● **WORK INSTRUCTIONS**:
Examine each line of the data. Copy those that contain the string "writer".

● **DATASET CONTENT**:
+++
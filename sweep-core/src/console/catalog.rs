//! Operator command catalog shared by the parser's help output and the host
//! console's prompt hints.

use core::fmt;

#[derive(Clone, Copy, Debug, PartialEq, Eq)]
pub struct CommandHelp {
    pub name: &'static str,
    pub usage: &'static str,
    pub summary: &'static str,
}

pub const COMMANDS: [CommandHelp; 9] = [
    CommandHelp {
        name: "server",
        usage: "server start <port> <snr> | server stop",
        summary: "run or stop the receiving radio at a given SNR",
    },
    CommandHelp {
        name: "client",
        usage: "client start <port> <mcs> | client stop",
        summary: "run or stop the transmitting radio at a given MCS (0-4)",
    },
    CommandHelp {
        name: "stop",
        usage: "stop",
        summary: "stop both radios and any running sweep",
    },
    CommandHelp {
        name: "sweep",
        usage: "sweep start | sweep stop",
        summary: "run the configured MCS x SNR sweep",
    },
    CommandHelp {
        name: "reset",
        usage: "reset <server|client>",
        summary: "pulse the board reset again before the next start",
    },
    CommandHelp {
        name: "status",
        usage: "status",
        summary: "show session, watchdog, sweep and emulator state",
    },
    CommandHelp {
        name: "history",
        usage: "history [count]",
        summary: "show the most recent engine events (default 10)",
    },
    CommandHelp {
        name: "help",
        usage: "help [command]",
        summary: "list commands or describe one",
    },
    CommandHelp {
        name: "quit",
        usage: "quit",
        summary: "stop everything and exit",
    },
];

/// Looks up a command by name, ignoring case.
#[must_use]
pub fn lookup(name: &str) -> Option<&'static CommandHelp> {
    COMMANDS
        .iter()
        .find(|command| command.name.eq_ignore_ascii_case(name))
}

/// Writes the help text for `topic`, or the command list when absent.
///
/// # Errors
///
/// Propagates writer failures.
pub fn write_help<W: fmt::Write>(writer: &mut W, topic: Option<&str>) -> fmt::Result {
    match topic {
        None => {
            for command in &COMMANDS {
                writeln!(writer, "  {:<40} {}", command.usage, command.summary)?;
            }
            Ok(())
        }
        Some(name) => match lookup(name) {
            Some(command) => writeln!(writer, "{}\n  {}", command.usage, command.summary),
            None => writeln!(writer, "unknown command `{name}`; try `help`"),
        },
    }
}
+++
● **RESPONSE TO THE TASK**:
/// Propagates writer failures.
pub fn write_help<W: fmt::Write>(writer: &mut W, topic: Option<&str>) -> fmt::Result {
                writeln!(writer, "  {:<40} {}", command.usage, command.summary)?;
            Some(command) => writeln!(writer, "{}\n  {}", command.usage, command.summary),
            None => writeln!(writer, "unknown command `{name}`; try `help`"),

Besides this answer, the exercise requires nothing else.